Parsimonia

Decididamente, Mariano Rajoy es un personaje peculiar, único. Dicen que en política es muy importante dominar los tempos, al modo de Xavi a los campos de fútbol, pero el eterno presidente en funciones del gobierno de España ha convertido la espera no en un interregno, si no en la situación de llegada. Parece lógico que quien tiene la pelota en su campo de la política española es el partido Popular y Rajoy, pues los resultados electorales les dan la iniciativa. La capacidad de hacer como si no hubiera prisa, que la cosa no fuera con ellos, esperando que las cosas decaigan espontáneamente, es brutal. La inacción como forma de acción. Las fotografías veraniegas practicando una versión muy especial de running en su Galicia natal, parecen querer indicar que no pasa nada, que lo que tenga que ser, ya llegará. De hecho si nos hemos de regir por las imágenes, no sólo el Presidente parece vivir en un permanente stand by. El líder del PSOE ha decidido huir de la realidad y hacerse escurridizo tras expresar un NO rotundo a Rajoy (que todo el mundo ha entendido que significa un QUIZÁ), probablemente huyendo más de los varones de su partido tan dados a hacer actos de “responsabilidad”. Las imágenes de “días de playa” sin embargo, no le hacen ningún gran favor de cara a una opinión pública que le parece que esta broma de formar gobierno ya dura demasiado.

También Pablo Iglesias y Podemos han desaparecido. Habrá quien lo verá como un acto de prudencia en espera de que la imposibilidad de un gobierno de Rajoy les vuelva poner en el primer plano de la política española. En realidad, sin embargo, este partido y sus dirigentes parecen haberse instalado en una cierta melancolía, cuando no depresión, por unas tan altas expectativas que lógicamente no se han cumplido. Con una fuerte y constante presencia en los medios de comunicación no es suficiente para obtener la hegemonía social y política que permita “asaltar los cielos” de manera fácil. Han representado bien un estado de ánimo que quiere cambios profundos, pero tendrán que picar mucha piedra para convertir el malestar en un proyecto político ganador, y el exceso de arrogancia no ayuda. Sólo Ciudadanos parece estar en activo y no haberse ido de vacaciones. Un hiperactivo Albert Rivera intenta lanzar mensajes para conseguir quedar como la gente de la responsabilidad que facilita la gobernabilidad, pero a la vez que no se vende los principios por un plato de lentejas. La imposible cuadratura del círculo, vaya; en tanto el PSOE no se preste, aunque sea por pasiva, a facilitar la investidura de Rajoy y que continúe gobernando España la gente que ha hecho las políticas más antisociales que por aquí se recuerdan.
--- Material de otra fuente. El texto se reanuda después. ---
//! Tracing subscriber setup shared by the binaries

use crate::config::LoggingConfig;
use tracing_subscriber::{layer::SubscriberExt, util::SubscriberInitExt, EnvFilter};

/// Install the global subscriber
///
/// `RUST_LOG` wins over the configured level. `format = "json"` emits one
/// JSON object per line; anything else uses the human-readable formatter.
pub fn init(config: &LoggingConfig) {
    let filter = EnvFilter::try_from_default_env()
        .unwrap_or_else(|_| EnvFilter::new(default_directive(&config.level)));

    let registry = tracing_subscriber::registry().with(filter);

    let result = if config.format.eq_ignore_ascii_case("json") {
        registry
            .with(tracing_subscriber::fmt::layer().json().with_writer(std::io::stderr))
            .try_init()
    } else {
        registry
            .with(tracing_subscriber::fmt::layer().with_writer(std::io::stderr))
            .try_init()
    };

    if let Err(e) = result {
        eprintln!("Logging already initialized: {}", e);
    }
}

fn default_directive(level: &str) -> String {
    format!("vitalog={},tower_http={}", level, level)
}
//! Aggregation policies
//!
//! Every recognized metric is bound to exactly one policy when the catalog is
//! built. The policy decides which fields a daily row carries.

use serde::{Deserialize, Serialize};

/// How same-day values of a metric combine into one daily row
#[derive(Debug, Clone, Copy, Serialize, Deserialize, PartialEq, Eq, Hash, Default)]
#[serde(rename_all = "snake_case")]
pub enum AggregationPolicy {
    /// Arithmetic mean (body measurements, oxygen saturation, ...)
    #[default]
    Mean,
    /// Daily total (steps, distance, energy)
    Sum,
    /// Mean with a min/max band (heart-rate family)
    MeanMinMax,
}

impl AggregationPolicy {
    /// Fields carried by a daily row under this policy, in display order
    pub fn fields(&self) -> &'static [SeriesField] {
        match self {
            Self::Mean => &[SeriesField::Mean],
            Self::Sum => &[SeriesField::Sum],
            Self::MeanMinMax => &[SeriesField::Mean, SeriesField::Min, SeriesField::Max],
        }
    }

    /// Field summarized for display
    pub fn primary_field(&self) -> SeriesField {
        match self {
            Self::Sum => SeriesField::Sum,
            Self::Mean | Self::MeanMinMax => SeriesField::Mean,
        }
    }
}

impl std::fmt::Display for AggregationPolicy {
    fn fmt(&self, f: &mut std::fmt::Formatter<'_>) -> std::fmt::Result {
        match self {
            Self::Mean => write!(f, "mean"),
            Self::Sum => write!(f, "sum"),
            Self::MeanMinMax => write!(f, "mean_min_max"),
        }
    }
}

/// A named numeric field of a daily row
#[derive(Debug, Clone, Copy, Serialize, Deserialize, PartialEq, Eq, Hash)]
#[serde(rename_all = "lowercase")]
pub enum SeriesField {
    Mean,
    Sum,
    Min,
    Max,
}

impl SeriesField {
    /// Column name used in tables and CSV output
    pub fn name(&self) -> &'static str {
        match self {
            Self::Mean => "mean",
            Self::Sum => "sum",
            Self::Min => "min",
            Self::Max => "max",
        }
    }

    /// Human-readable series label for charts
    pub fn label(&self) -> &'static str {
        match self {
            Self::Mean => "Average",
            Self::Sum => "Total",
            Self::Min => "Minimum",
            Self::Max => "Maximum",
        }
    }

    /// Parse from string
    pub fn from_str(s: &str) -> Option<Self> {
        match s.to_lowercase().as_str() {
            "mean" | "avg" | "average" => Some(Self::Mean),
            "sum" | "total" => Some(Self::Sum),
            "min" | "minimum" => Some(Self::Min),
            "max" | "maximum" => Some(Self::Max),
            _ => None,
        }
    }
}

impl std::fmt::Display for SeriesField {
    fn fmt(&self, f: &mut std::fmt::Formatter<'_>) -> std::fmt::Result {
        f.write_str(self.name())
    }
}
//! API Routes
//!
//! Route handlers organized by functionality.

pub mod catalog;
pub mod daily;
pub mod exports;
pub mod health;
Estos últimos tiempos nos recuerdan bastante que la cultura política democrática es todavía bastante novel en España. No saber qué hacer en situaciones peculiares o inesperadas en las que no hay mayorías claras lo pone en evidencia. No hay mejor metáfora de que la política ya no es lo que era, que es un teatrillo ya no depositario de los poderes reales, el hecho de que se convierta en normalidad no tener gobierno y que, encima, nadie se sienta apresurado. Así ya llevamos casi un año. Rajoy especula en los beneficios que le reportarían unas terceras elecciones consecutivas, en las que probablemente fagocitaria Ciudadanos. Quizá es que ahora el poder político es eso. Ya no se trata de ejercerlo, sino sencillamente de disponer de los múltiples beneficios que conlleva el ocuparlo. Algún malintencionado, que siempre hay, diría que es el modelo catalán de hacer política.